>>

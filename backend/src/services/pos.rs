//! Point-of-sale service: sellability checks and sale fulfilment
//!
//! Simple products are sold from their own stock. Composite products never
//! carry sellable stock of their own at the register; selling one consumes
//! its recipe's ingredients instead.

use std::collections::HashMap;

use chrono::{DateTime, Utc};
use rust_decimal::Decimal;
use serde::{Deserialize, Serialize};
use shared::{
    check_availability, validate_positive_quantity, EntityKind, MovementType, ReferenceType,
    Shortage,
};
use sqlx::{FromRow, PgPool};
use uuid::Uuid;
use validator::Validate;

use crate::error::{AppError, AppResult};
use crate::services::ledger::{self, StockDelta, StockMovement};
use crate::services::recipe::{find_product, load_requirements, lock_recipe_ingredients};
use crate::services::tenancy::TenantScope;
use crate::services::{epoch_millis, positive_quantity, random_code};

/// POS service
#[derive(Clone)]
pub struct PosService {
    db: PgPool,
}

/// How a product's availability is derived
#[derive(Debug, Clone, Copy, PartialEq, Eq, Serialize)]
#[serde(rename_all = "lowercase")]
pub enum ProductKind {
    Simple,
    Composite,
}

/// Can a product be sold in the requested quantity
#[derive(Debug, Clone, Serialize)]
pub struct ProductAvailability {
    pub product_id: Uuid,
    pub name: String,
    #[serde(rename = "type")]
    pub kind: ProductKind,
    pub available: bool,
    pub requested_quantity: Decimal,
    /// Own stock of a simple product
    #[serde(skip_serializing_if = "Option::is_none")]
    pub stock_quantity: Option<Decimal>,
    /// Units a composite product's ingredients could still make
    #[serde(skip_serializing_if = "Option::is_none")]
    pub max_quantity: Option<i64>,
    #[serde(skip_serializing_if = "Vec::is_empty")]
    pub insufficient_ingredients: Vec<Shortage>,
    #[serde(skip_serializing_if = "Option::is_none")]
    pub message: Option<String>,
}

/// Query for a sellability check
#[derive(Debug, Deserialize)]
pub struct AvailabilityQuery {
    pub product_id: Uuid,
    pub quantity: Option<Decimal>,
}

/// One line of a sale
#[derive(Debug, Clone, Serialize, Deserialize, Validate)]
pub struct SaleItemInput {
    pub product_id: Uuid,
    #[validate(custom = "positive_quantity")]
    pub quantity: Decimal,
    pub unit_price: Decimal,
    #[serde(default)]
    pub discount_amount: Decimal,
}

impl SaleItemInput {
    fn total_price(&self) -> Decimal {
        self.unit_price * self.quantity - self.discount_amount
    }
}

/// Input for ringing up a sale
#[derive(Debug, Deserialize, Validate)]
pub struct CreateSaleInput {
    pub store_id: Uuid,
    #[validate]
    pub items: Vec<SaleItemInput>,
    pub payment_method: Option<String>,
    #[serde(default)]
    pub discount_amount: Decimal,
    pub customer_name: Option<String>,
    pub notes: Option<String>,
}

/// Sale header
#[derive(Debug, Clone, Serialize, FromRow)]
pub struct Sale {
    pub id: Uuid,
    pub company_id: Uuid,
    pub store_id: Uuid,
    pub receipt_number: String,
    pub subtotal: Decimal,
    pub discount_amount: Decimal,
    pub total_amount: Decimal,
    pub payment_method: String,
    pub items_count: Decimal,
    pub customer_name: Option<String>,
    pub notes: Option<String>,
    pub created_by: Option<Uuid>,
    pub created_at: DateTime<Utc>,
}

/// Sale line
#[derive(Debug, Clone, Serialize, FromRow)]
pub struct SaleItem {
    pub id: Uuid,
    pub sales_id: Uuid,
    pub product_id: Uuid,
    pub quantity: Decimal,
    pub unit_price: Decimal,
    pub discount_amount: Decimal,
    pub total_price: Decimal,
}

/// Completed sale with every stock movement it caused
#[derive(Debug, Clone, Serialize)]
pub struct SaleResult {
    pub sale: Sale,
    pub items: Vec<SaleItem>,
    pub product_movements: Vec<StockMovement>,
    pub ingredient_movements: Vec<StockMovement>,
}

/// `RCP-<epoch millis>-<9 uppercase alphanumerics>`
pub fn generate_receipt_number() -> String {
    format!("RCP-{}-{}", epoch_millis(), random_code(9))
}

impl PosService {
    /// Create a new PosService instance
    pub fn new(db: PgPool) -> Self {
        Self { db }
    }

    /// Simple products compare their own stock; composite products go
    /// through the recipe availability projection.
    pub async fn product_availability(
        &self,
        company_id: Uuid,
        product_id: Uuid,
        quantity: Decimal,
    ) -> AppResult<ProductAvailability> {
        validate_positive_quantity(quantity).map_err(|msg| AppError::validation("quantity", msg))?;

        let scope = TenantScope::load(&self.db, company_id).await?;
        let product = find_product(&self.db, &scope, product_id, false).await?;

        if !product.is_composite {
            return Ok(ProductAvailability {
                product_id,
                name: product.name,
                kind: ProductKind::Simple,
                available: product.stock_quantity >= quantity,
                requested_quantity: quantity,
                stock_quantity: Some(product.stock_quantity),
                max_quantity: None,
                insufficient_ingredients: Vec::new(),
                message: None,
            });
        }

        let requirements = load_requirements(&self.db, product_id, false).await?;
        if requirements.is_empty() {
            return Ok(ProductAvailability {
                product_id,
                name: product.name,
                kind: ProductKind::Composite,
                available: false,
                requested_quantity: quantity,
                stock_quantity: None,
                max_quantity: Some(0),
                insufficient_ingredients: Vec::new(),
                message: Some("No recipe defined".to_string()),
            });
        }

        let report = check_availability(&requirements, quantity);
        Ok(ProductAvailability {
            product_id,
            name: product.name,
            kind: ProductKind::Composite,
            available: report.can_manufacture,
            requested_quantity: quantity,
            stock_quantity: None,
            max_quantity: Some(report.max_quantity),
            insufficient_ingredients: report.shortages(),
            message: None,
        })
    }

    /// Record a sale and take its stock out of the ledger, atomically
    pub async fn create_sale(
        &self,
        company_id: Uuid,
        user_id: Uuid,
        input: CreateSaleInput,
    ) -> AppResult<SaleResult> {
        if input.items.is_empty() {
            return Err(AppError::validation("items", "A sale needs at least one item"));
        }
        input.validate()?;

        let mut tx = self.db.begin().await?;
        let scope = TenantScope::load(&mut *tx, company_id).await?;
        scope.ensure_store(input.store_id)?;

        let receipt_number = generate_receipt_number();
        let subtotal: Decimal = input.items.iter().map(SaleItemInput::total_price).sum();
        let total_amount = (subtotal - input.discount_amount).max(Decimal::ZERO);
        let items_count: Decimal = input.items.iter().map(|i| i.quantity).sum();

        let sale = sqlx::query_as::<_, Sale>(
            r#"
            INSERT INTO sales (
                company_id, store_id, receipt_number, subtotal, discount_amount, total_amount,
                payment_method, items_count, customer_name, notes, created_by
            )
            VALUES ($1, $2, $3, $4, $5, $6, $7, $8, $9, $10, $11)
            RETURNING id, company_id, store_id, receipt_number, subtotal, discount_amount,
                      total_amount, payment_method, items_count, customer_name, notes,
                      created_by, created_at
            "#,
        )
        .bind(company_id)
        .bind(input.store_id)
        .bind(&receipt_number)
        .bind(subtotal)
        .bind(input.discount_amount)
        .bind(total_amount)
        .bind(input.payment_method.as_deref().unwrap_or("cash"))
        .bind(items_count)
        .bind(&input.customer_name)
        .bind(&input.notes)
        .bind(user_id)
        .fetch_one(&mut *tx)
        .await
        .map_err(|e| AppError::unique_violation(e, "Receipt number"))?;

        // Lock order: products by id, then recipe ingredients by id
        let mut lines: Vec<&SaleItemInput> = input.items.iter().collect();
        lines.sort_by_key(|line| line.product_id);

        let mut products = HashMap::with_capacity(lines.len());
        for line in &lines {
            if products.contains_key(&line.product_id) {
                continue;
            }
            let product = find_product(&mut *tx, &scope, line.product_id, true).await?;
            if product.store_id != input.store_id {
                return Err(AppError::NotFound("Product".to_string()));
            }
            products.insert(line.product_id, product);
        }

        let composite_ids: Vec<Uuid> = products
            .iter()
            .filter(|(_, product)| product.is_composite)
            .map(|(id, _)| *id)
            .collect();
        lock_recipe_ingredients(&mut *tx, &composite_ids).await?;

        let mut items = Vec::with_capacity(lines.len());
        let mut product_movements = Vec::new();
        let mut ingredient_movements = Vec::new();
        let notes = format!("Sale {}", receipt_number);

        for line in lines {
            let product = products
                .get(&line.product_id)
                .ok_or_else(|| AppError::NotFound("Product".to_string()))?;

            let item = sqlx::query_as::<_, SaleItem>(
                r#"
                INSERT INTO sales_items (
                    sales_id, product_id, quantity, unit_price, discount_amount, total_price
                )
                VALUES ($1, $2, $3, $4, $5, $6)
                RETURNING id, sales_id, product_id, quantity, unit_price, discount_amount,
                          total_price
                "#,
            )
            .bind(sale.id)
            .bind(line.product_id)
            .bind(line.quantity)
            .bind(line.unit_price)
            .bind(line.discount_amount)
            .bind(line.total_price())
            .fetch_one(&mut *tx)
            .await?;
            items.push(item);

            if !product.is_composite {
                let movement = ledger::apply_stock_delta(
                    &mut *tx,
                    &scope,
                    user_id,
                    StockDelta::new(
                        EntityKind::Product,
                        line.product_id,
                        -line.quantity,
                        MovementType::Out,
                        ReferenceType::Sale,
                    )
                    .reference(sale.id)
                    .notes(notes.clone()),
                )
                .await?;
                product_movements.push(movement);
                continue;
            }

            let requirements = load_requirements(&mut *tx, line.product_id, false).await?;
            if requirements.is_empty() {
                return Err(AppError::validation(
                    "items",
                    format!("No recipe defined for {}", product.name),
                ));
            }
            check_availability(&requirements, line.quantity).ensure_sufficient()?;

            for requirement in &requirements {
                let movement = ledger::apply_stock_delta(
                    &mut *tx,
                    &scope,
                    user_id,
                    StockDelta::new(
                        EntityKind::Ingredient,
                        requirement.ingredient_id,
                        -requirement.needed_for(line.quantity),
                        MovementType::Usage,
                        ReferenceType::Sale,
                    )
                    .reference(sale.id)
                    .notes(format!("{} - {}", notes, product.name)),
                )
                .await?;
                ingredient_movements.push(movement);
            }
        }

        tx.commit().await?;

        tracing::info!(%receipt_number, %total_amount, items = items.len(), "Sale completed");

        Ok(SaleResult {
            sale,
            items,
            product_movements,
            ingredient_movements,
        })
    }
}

<<

● TASK PROMPT: Only the lines from the first one of the listing up to and including the line where "use uuid::Uuid;" appears are wanted, reproduced exactly.

● THE COMPLETED TASK:
filename backend/src/services/pos.rs
//! Point-of-sale service: sellability checks and sale fulfilment
//!
//! Simple products are sold from their own stock. Composite products never
//! carry sellable stock of their own at the register; selling one consumes
//! its recipe's ingredients instead.

use std::collections::HashMap;

use chrono::{DateTime, Utc};
use rust_decimal::Decimal;
use serde::{Deserialize, Serialize};
use shared::{
    check_availability, validate_positive_quantity, EntityKind, MovementType, ReferenceType,
    Shortage,
};
use sqlx::{FromRow, PgPool};
use uuid::Uuid;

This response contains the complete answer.